Contra Soares, foram feitas ocorrências pelo vereador de Porto Alegre Leonel Radde (PT), que investiga extremistas e faz denúncias à polícia por meio de dossiês neonazistas, pela vereadora transexual Benny Briolly (PSOL), de Niterói, no Rio de Janeiro, pelo influenciador digital brasileiro Antônio Isupério, que reside nos Estados Unidos.
A responsável pelo inquérito foi a delegada Andrea Matos.
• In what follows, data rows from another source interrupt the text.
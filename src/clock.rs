//! Deterministic clock abstraction for testable time-dependent logic.
//!
//! License expiry, notification timestamps and the rate-limit window all read
//! time through [`Clock`] so tests can pin and advance it.

use chrono::{DateTime, Utc};

/// Clock trait for deterministic time in tests.
pub trait Clock: Send + Sync {
    /// Get the current UTC time.
    fn now_utc(&self) -> DateTime<Utc>;
}

/// System clock using actual wall time.
#[derive(Debug, Clone, Copy, Default)]
pub struct SystemClock;

impl Clock for SystemClock {
    fn now_utc(&self) -> DateTime<Utc> {
        Utc::now()
    }
}

/// Mock clock for deterministic testing.
///
/// Shared behind an `Arc<dyn Clock>`, so advancing goes through a mutex
/// rather than `&mut self`.
#[cfg(any(test, feature = "test-seams"))]
#[derive(Debug)]
pub struct MockClock {
    now: std::sync::Mutex<DateTime<Utc>>,
}

#[cfg(any(test, feature = "test-seams"))]
impl MockClock {
    /// Create a mock clock frozen at the given time.
    pub fn new(now: DateTime<Utc>) -> Self {
        Self {
            now: std::sync::Mutex::new(now),
        }
    }

    /// Create a mock clock from an RFC 3339 string.
    pub fn from_rfc3339(s: &str) -> Self {
        Self::new(
            DateTime::parse_from_rfc3339(s)
                .expect("valid RFC 3339")
                .with_timezone(&Utc),
        )
    }

    /// Advance the clock by a duration.
    pub fn advance(&self, duration: chrono::Duration) {
        let mut now = self.now.lock().expect("mock clock poisoned");
        *now += duration;
    }

    /// Jump the clock to an absolute instant.
    pub fn set(&self, instant: DateTime<Utc>) {
        *self.now.lock().expect("mock clock poisoned") = instant;
    }
}

#[cfg(any(test, feature = "test-seams"))]
impl Clock for MockClock {
    fn now_utc(&self) -> DateTime<Utc> {
        *self.now.lock().expect("mock clock poisoned")
    }
}
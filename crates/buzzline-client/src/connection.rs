//! Connection controller — owns one live WebSocket over `tokio-tungstenite`.
//!
//! One command channel in, one event channel out: outbound sends and the
//! close request go through an mpsc into a single `tokio::select!` I/O
//! loop; transport occurrences come back to the orchestrator as
//! [`ControllerEvent`]s in arrival order. The loop is the only mutator of
//! the connection state, which observers read through a watch channel.
//!
//! There is no automatic reconnect: `Closed` and `Errored` are terminal
//! for the instance, and retrying means a fresh [`Connection::open`].

use futures::{SinkExt, StreamExt};
use tokio::net::TcpStream;
use tokio::sync::{mpsc, watch};
use tokio::task::JoinHandle;
use tokio_tungstenite::tungstenite::Message as WsMessage;
use tokio_tungstenite::{MaybeTlsStream, WebSocketStream, connect_async};

use buzzline_core::{ConnectionState, Message};

use crate::errors::ConnectionError;

type WsStream = WebSocketStream<MaybeTlsStream<TcpStream>>;

/// Notice synthesized when the connection opens.
pub const CONNECTED_NOTICE: &str = "You are now connected!";
/// Notice synthesized when the connection closes.
pub const DISCONNECTED_NOTICE: &str = "You have been disconnected.";
/// Notice synthesized on a transport fault.
pub const ERROR_NOTICE: &str = "Connection error. Please refresh.";

// ─────────────────────────────────────────────────────────────────────────────
// Events and state machine
// ─────────────────────────────────────────────────────────────────────────────

/// One transport occurrence, in arrival order.
#[derive(Clone, Debug, PartialEq, Eq)]
pub enum TransportEvent {
    /// Handshake completed.
    Opened,
    /// An inbound text frame.
    Inbound(String),
    /// Graceful or server-initiated closure.
    Closed,
    /// Transport-level fault.
    Errored,
}

/// What the controller delivers to the orchestrator.
#[derive(Clone, Debug, PartialEq, Eq)]
pub enum ControllerEvent {
    /// The connection state changed; `notice` is the transcript entry
    /// this transition synthesizes.
    State {
        /// New state.
        state: ConnectionState,
        /// Synthesized system notice.
        notice: Message,
    },
    /// A raw inbound frame payload, to be parsed by the orchestrator.
    Inbound(String),
}

/// State machine for one connection instance.
///
/// Transitions happen only in response to transport events. Events that
/// would not change the state — a duplicate close, anything after a
/// terminal state — apply nothing and synthesize nothing.
#[derive(Debug, Default)]
pub struct StateMachine {
    state: ConnectionState,
}

impl StateMachine {
    /// A fresh machine in `Idle`.
    pub fn new() -> Self {
        Self::default()
    }

    /// Current state.
    pub fn state(&self) -> ConnectionState {
        self.state
    }

    /// Mark the handshake as in flight (`Idle` → `Connecting`).
    pub fn start_connecting(&mut self) {
        if self.state == ConnectionState::Idle {
            self.state = ConnectionState::Connecting;
        }
    }

    /// Apply one transport event.
    ///
    /// Returns the system notice a real transition synthesizes, or
    /// `None` when the event leaves the state untouched.
    pub fn on_event(&mut self, event: &TransportEvent) -> Option<Message> {
        match event {
            TransportEvent::Opened
                if matches!(
                    self.state,
                    ConnectionState::Idle | ConnectionState::Connecting
                ) =>
            {
                self.state = ConnectionState::Open;
                Some(Message::system(CONNECTED_NOTICE))
            }
            TransportEvent::Closed if !self.state.is_terminal() => {
                self.state = ConnectionState::Closed;
                Some(Message::system(DISCONNECTED_NOTICE))
            }
            TransportEvent::Errored if !self.state.is_terminal() => {
                self.state = ConnectionState::Errored;
                Some(Message::system(ERROR_NOTICE))
            }
            _ => None,
        }
    }
}

// ─────────────────────────────────────────────────────────────────────────────
// Connection
// ─────────────────────────────────────────────────────────────────────────────

/// Internal command message for the I/O loop.
enum Command {
    Send(String),
    Close,
}

/// One live connection to the message-relay backend.
#[derive(Debug)]
pub struct Connection {
    cmd_tx: mpsc::Sender<Command>,
    state_rx: watch::Receiver<ConnectionState>,
    _io: JoinHandle<()>,
}

impl Connection {
    /// Open a WebSocket to `url` and start the I/O loop.
    ///
    /// The credential rides on `url` as a query parameter — the
    /// transport carries auth only at handshake time. The returned
    /// receiver yields [`ControllerEvent`]s in transport arrival order,
    /// starting with the `Open` transition.
    pub async fn open(
        url: &str,
    ) -> Result<(Self, mpsc::Receiver<ControllerEvent>), ConnectionError> {
        let mut machine = StateMachine::new();
        machine.start_connecting();
        let (state_tx, state_rx) = watch::channel(machine.state());

        let (ws, _response) = connect_async(url).await?;

        let (event_tx, event_rx) = mpsc::channel(64);
        let (cmd_tx, cmd_rx) = mpsc::channel(64);

        dispatch(&mut machine, &state_tx, &event_tx, TransportEvent::Opened).await;
        let io = tokio::spawn(io_loop(ws, cmd_rx, event_tx, state_tx, machine));

        Ok((
            Self {
                cmd_tx,
                state_rx,
                _io: io,
            },
            event_rx,
        ))
    }

    /// Current connection state.
    pub fn state(&self) -> ConnectionState {
        *self.state_rx.borrow()
    }

    /// Watch the connection state.
    pub fn state_watch(&self) -> watch::Receiver<ConnectionState> {
        self.state_rx.clone()
    }

    /// Send a chat line.
    ///
    /// A no-op unless the connection is `Open` and `text` is non-empty
    /// after trimming — a UI-level guard, not a protocol requirement.
    /// Sends are fire-and-forget: no acknowledgment, no retry, and no
    /// queueing while disconnected.
    pub fn send(&self, text: &str) {
        let trimmed = text.trim();
        if trimmed.is_empty() || !self.state().is_open() {
            return;
        }
        if self
            .cmd_tx
            .try_send(Command::Send(trimmed.to_string()))
            .is_err()
        {
            tracing::debug!("outbound send dropped: I/O loop gone or backlogged");
        }
    }

    /// Request teardown.
    ///
    /// Forwarded to the transport only while it reports itself open, so
    /// repeated closes stay redundant-error free.
    pub fn close(&self) {
        if !self.state().is_open() {
            return;
        }
        let _ = self.cmd_tx.try_send(Command::Close);
    }
}

// ─────────────────────────────────────────────────────────────────────────────
// I/O loop
// ─────────────────────────────────────────────────────────────────────────────

/// Apply `event` to the machine and forward the result, keeping state
/// publication and event delivery in lockstep.
async fn dispatch(
    machine: &mut StateMachine,
    state_tx: &watch::Sender<ConnectionState>,
    event_tx: &mpsc::Sender<ControllerEvent>,
    event: TransportEvent,
) {
    match event {
        TransportEvent::Inbound(payload) => {
            let _ = event_tx.send(ControllerEvent::Inbound(payload)).await;
        }
        transition => {
            if let Some(notice) = machine.on_event(&transition) {
                let _ = state_tx.send_replace(machine.state());
                let _ = event_tx
                    .send(ControllerEvent::State {
                        state: machine.state(),
                        notice,
                    })
                    .await;
            }
        }
    }
}

/// Single I/O loop per connection: commands in, transport events out.
async fn io_loop(
    ws: WsStream,
    mut cmd_rx: mpsc::Receiver<Command>,
    event_tx: mpsc::Sender<ControllerEvent>,
    state_tx: watch::Sender<ConnectionState>,
    mut machine: StateMachine,
) {
    let (mut ws_tx, mut ws_rx) = ws.split();

    loop {
        tokio::select! {
            cmd = cmd_rx.recv() => match cmd {
                Some(Command::Send(text)) => {
                    if ws_tx.send(WsMessage::Text(text.into())).await.is_err() {
                        dispatch(&mut machine, &state_tx, &event_tx, TransportEvent::Errored).await;
                        break;
                    }
                }
                // All handles dropped counts as a requested close.
                Some(Command::Close) | None => {
                    let _ = ws_tx.close().await;
                    dispatch(&mut machine, &state_tx, &event_tx, TransportEvent::Closed).await;
                    break;
                }
            },
            frame = ws_rx.next() => match frame {
                Some(Ok(WsMessage::Text(text))) => {
                    dispatch(
                        &mut machine,
                        &state_tx,
                        &event_tx,
                        TransportEvent::Inbound(text.as_str().to_owned()),
                    )
                    .await;
                }
                Some(Ok(WsMessage::Close(_))) | None => {
                    dispatch(&mut machine, &state_tx, &event_tx, TransportEvent::Closed).await;
                    break;
                }
                // Binary, ping, pong: transport plumbing, not chat frames.
                Some(Ok(_)) => {}
                Some(Err(e)) => {
                    tracing::warn!(error = %e, "transport fault");
                    dispatch(&mut machine, &state_tx, &event_tx, TransportEvent::Errored).await;
                    break;
                }
            },
        }
    }
}

// ─────────────────────────────────────────────────────────────────────────────
// Tests
// ─────────────────────────────────────────────────────────────────────────────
Segundo ela, até então, Soares não tinha antecedentes criminais, não negou o extremismo e as postagens, mas negou preconceito a grupos minoritários.
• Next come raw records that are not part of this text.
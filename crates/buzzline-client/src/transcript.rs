//! Append-only transcript and its rendering projection.

use buzzline_core::{Message, RenderedMessage, SessionUser, Side};

/// Append-only ordered log of confirmed transcript entries.
///
/// The single source of truth for transcript order. Entries are only
/// ever appended — never reordered, never removed — and only
/// server-confirmed chat lines and locally synthesized system notices
/// go in. There is no separate "pending outbound" buffer to reconcile
/// against, which is what keeps every client's transcript identical in
/// server-delivery order.
#[derive(Clone, Debug, Default)]
pub struct Transcript {
    entries: Vec<Message>,
}

impl Transcript {
    /// An empty transcript.
    pub fn new() -> Self {
        Self::default()
    }

    /// Append one entry to the end of the log.
    pub fn push(&mut self, message: Message) {
        self.entries.push(message);
    }

    /// Number of entries.
    pub fn len(&self) -> usize {
        self.entries.len()
    }

    /// Whether the transcript has no entries.
    pub fn is_empty(&self) -> bool {
        self.entries.is_empty()
    }

    /// The entries in append order.
    pub fn entries(&self) -> &[Message] {
        &self.entries
    }

    /// Pure mine-or-theirs projection against the session user.
    ///
    /// Classification compares the sender display name with `user.name`.
    /// The backend sends no stable user id, so two accounts sharing a
    /// display name will misclassify — a latent quirk of the wire
    /// format, kept as-is rather than papered over.
    pub fn render(&self, user: &SessionUser) -> Vec<RenderedMessage> {
        self.entries
            .iter()
            .map(|entry| match entry {
                Message::System { text } => RenderedMessage::System { text: text.clone() },
                Message::Chat {
                    sender,
                    text,
                    timestamp,
                } => RenderedMessage::Chat {
                    sender: sender.clone(),
                    text: text.clone(),
                    timestamp: *timestamp,
                    side: if *sender == user.name {
                        Side::Mine
                    } else {
                        Side::Theirs
                    },
                },
            })
            .collect()
    }
}

// ─────────────────────────────────────────────────────────────────────────────
// Tests
// ─────────────────────────────────────────────────────────────────────────────
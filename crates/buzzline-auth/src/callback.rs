//! OAuth callback URL handling.
//!
//! After the external login flow, the issuer redirects the browser to
//! `…/auth/callback?token=<jwt>`. The terminal client accepts that URL
//! pasted verbatim and pulls the token out of the query string.

/// Extract the `token` query parameter from an OAuth callback URL.
///
/// Returns `None` when the input has no query string or no non-empty
/// `token` parameter. The value is percent-decoded.
pub fn token_from_callback_url(url: &str) -> Option<String> {
    let (_, query) = url.split_once('?')?;
    let query = query.split_once('#').map_or(query, |(q, _)| q);

    for pair in query.split('&') {
        let Some((key, value)) = pair.split_once('=') else {
            continue;
        };
        if key == "token" && !value.is_empty() {
            return urlencoding::decode(value).ok().map(|v| v.into_owned());
        }
    }
    None
}

// ─────────────────────────────────────────────────────────────────────────────
// Tests
// ─────────────────────────────────────────────────────────────────────────────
Veja a íntegra da nota da defesa enviada a GZH:
"O Escritório de Advocacia Ressurreição&Petzinger, por meio de seus sócios, Rafael Petzinger e Bruna Ressurreição vem a público se posicionar contrariamente à decisão do Juízo da 2ª Vara Criminal da Comarca de Tramandaí e a 8ª Câmara Criminal do Tribunal de Justiça do Estado do Rio Grande do Sul, que determinou a manutenção da prisão preventiva de Israel Fraga Soares.
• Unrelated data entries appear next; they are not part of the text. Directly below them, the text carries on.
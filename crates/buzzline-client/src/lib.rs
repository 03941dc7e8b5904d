//! # buzzline-client
//!
//! Realtime session core for the BuzzLine chat client.
//!
//! Three pieces, composed by [`Session`]:
//!
//! - [`Connection`]: owns one live WebSocket and its state machine —
//!   connect, open, close, error. No automatic reconnect: `Closed` and
//!   `Errored` are terminal for the instance and a fresh connect is the
//!   retry path.
//! - [`Transcript`]: append-only ordered log of confirmed entries. The
//!   single source of truth for transcript order; an outbound send never
//!   appends anything until the backend echoes it back.
//! - [`Session`]: resolves the stored credential, opens the connection,
//!   pumps transport events into the transcript, and exposes send /
//!   status / projection to the frontend.

#![deny(unsafe_code)]

pub mod connection;
pub mod errors;
pub mod session;
pub mod transcript;

#[cfg(test)]
pub(crate) mod testutil;

pub use connection::{Connection, ControllerEvent, StateMachine, TransportEvent};
pub use errors::{ConnectionError, SessionError};
pub use session::Session;
pub use transcript::Transcript;
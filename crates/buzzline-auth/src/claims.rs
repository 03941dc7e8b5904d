//! Structural JWT claim decoding.
//!
//! The client never verifies the signature — the backend does that when
//! it accepts the handshake. Decoding here only splits the three token
//! segments, base64url-decodes the middle one, and parses the claims.

use base64::Engine as _;
use base64::engine::general_purpose::URL_SAFE_NO_PAD;
use chrono::{DateTime, Utc};
use serde::{Deserialize, Serialize};

use buzzline_core::SessionUser;

use crate::errors::AuthError;

/// Claims carried in the session token.
#[derive(Clone, Debug, PartialEq, Eq, Serialize, Deserialize)]
pub struct Claims {
    /// Display name the issuer resolved for the account.
    pub name: String,
    /// Account email, when the issuer included it.
    #[serde(default, skip_serializing_if = "Option::is_none")]
    pub email: Option<String>,
    /// Expiry, unix seconds.
    pub exp: i64,
}

impl Claims {
    /// Decode the claim segment of `token`.
    ///
    /// Structural only: three dot-separated segments, base64url payload,
    /// JSON claims with a `name`. The signature segment is not inspected.
    pub fn decode(token: &str) -> Result<Self, AuthError> {
        let mut segments = token.split('.');
        let (Some(_header), Some(payload), Some(_signature), None) = (
            segments.next(),
            segments.next(),
            segments.next(),
            segments.next(),
        ) else {
            return Err(AuthError::Malformed(
                "expected three dot-separated segments".to_string(),
            ));
        };

        // Issuers differ on padding; strip it and decode unpadded.
        let bytes = URL_SAFE_NO_PAD.decode(payload.trim_end_matches('='))?;
        let claims: Self = serde_json::from_slice(&bytes)?;
        Ok(claims)
    }

    /// The expiry instant.
    pub fn expires_at(&self) -> Result<DateTime<Utc>, AuthError> {
        DateTime::from_timestamp(self.exp, 0)
            .ok_or_else(|| AuthError::Malformed("exp claim out of range".to_string()))
    }
}

/// Decode `token` into a session user, rejecting expired tokens.
pub fn decode_session_user(token: &str) -> Result<SessionUser, AuthError> {
    let claims = Claims::decode(token)?;
    let expires_at = claims.expires_at()?;
    if expires_at <= Utc::now() {
        return Err(AuthError::Expired(expires_at));
    }
    Ok(SessionUser {
        name: claims.name,
        email: claims.email,
    })
}

// ─────────────────────────────────────────────────────────────────────────────
// Tests
// ─────────────────────────────────────────────────────────────────────────────
//! Durable token storage collaborators.
//!
//! The session core treats storage as an injected key-value collaborator
//! so tests can swap in an in-memory fake. The real implementation keeps
//! one file per key under the data directory with 0o600 permissions.

use std::collections::HashMap;
use std::io;
use std::path::{Path, PathBuf};
use std::sync::Mutex;

/// Injected durable key-value storage.
///
/// Reads fail softly: a missing or unreadable value is `None`, never an
/// error, so a broken store degrades to "not logged in".
pub trait TokenStorage: Send + Sync {
    /// Fetch the value stored under `key`, if any.
    fn get(&self, key: &str) -> Option<String>;

    /// Persist `value` under `key`, overwriting any previous value.
    fn set(&self, key: &str, value: &str) -> io::Result<()>;

    /// Remove `key`. Removing an absent key is a no-op.
    fn delete(&self, key: &str) -> io::Result<()>;
}

// ─────────────────────────────────────────────────────────────────────────────
// File-backed storage
// ─────────────────────────────────────────────────────────────────────────────

/// File-backed storage: one file per key under a data directory.
#[derive(Clone, Debug)]
pub struct FileStorage {
    dir: PathBuf,
}

impl FileStorage {
    /// Storage rooted at `dir`. The directory is created on first write.
    pub fn new(dir: impl Into<PathBuf>) -> Self {
        Self { dir: dir.into() }
    }

    /// The directory values are stored under.
    pub fn dir(&self) -> &Path {
        &self.dir
    }
}

impl TokenStorage for FileStorage {
    fn get(&self, key: &str) -> Option<String> {
        match std::fs::read_to_string(self.dir.join(key)) {
            Ok(value) => Some(value.trim().to_string()),
            Err(e) if e.kind() == io::ErrorKind::NotFound => None,
            Err(e) => {
                tracing::warn!(key, error = %e, "failed to read stored value");
                None
            }
        }
    }

    fn set(&self, key: &str, value: &str) -> io::Result<()> {
        std::fs::create_dir_all(&self.dir)?;
        let path = self.dir.join(key);
        std::fs::write(&path, value)?;

        #[cfg(unix)]
        {
            use std::os::unix::fs::PermissionsExt;
            let perms = std::fs::Permissions::from_mode(0o600);
            let _ = std::fs::set_permissions(&path, perms);
        }

        Ok(())
    }

    fn delete(&self, key: &str) -> io::Result<()> {
        match std::fs::remove_file(self.dir.join(key)) {
            Ok(()) => Ok(()),
            Err(e) if e.kind() == io::ErrorKind::NotFound => Ok(()),
            Err(e) => Err(e),
        }
    }
}

// ─────────────────────────────────────────────────────────────────────────────
// In-memory storage
// ─────────────────────────────────────────────────────────────────────────────

/// In-memory storage fake implementing the same contract.
#[derive(Debug, Default)]
pub struct MemoryStorage {
    values: Mutex<HashMap<String, String>>,
}

impl TokenStorage for MemoryStorage {
    fn get(&self, key: &str) -> Option<String> {
        self.values.lock().expect("storage lock").get(key).cloned()
    }

    fn set(&self, key: &str, value: &str) -> io::Result<()> {
        let _ = self
            .values
            .lock()
            .expect("storage lock")
            .insert(key.to_string(), value.to_string());
        Ok(())
    }

    fn delete(&self, key: &str) -> io::Result<()> {
        let _ = self.values.lock().expect("storage lock").remove(key);
        Ok(())
    }
}

// ─────────────────────────────────────────────────────────────────────────────
// Tests
// ─────────────────────────────────────────────────────────────────────────────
Israel, jovem com 23 anos de idade, apresenta comprovadamente quadro de Autismo e TOC o que acarreta significativa defasagem de desenvolvimento quando comparado às demais pessoas de sua faixa etária. O transtorno do Espectro Autista trata-se de uma deficiência, amparada pela lei Berenice Piana, e não uma doença, como fortemente rebatido pelo Ministério Público no presente caso, o que já demonstra a incapacidade do estado em dirimir casos envolvendo este tipo de pacientes. Israel teve uma infância muito sozinha, pois em razão do seu quadro clinico, e da falta de informação das pessoas, nunca conseguiu se incluir em nenhum grupo social e sempre foi excluído pelas demais crianças. Na sua Adolescência apresentou problemas de relacionamento com as demais pessoas, em decorrência de seu déficit na interação social, característica das pessoas portadoras do espectro autista.
Outra característica relacionada ao TEA, diz respeito a interesses intensos e altamente focados, geralmente desde uma idade bastante jovem. É o que podemos chamar de hiperfoco. O Hiperfoco é uma das características mais comuns das pessoas com autismo. Discutir continuamente os mesmos tópicos em uma conversa, tocar obsessivamente a mesma música repetidamente ou ler todos os artigos escritos sobre um determinado tópico são algumas das maneiras pelas quais o hiperfoco pode se manifestar. Israel infelizmente acabou desenvolvendo seu hiperfoco na causa nazista, fato imputado a ele no processo criminal que mantem sua prisão. Muito provavelmente, em razão de nunca ter conseguido se encaixar em algum grupo social, acabou na internet encontrando acolhimento em um grupo criminoso/nazista, os quais utilizaram da deficiência e da vulnerabilidade de Israel para a prática de atos nazistas.
O escritório Ressurreição&Petzinger repudia a prática de atos nazistas em qualquer que seja a situação, porém a manutenção da prisão de uma pessoa deficiente, portadora do espectro Autista, em casa prisional sem as mínimas condições para receber pessoas especiais fere diversos princípios basilares do direito, principalmente o Dignidade da Pessoa Humana, bem como o da isonomia. A sociedade não está protegida com a prisão de Israel, muito pelo contrário, está colocando em sérios riscos a vida de um jovem especial e sonhador, que já sofreu as mais variadas agressões em seu enclausuramento. Fica a aqui a indignação em razão da manutenção da prisão preventiva de Israel, que é apenas mais um jovem autista tentando ser aceito por alguém. Israel não é o vilão, Israel é a verdadeira vítima da sociedade".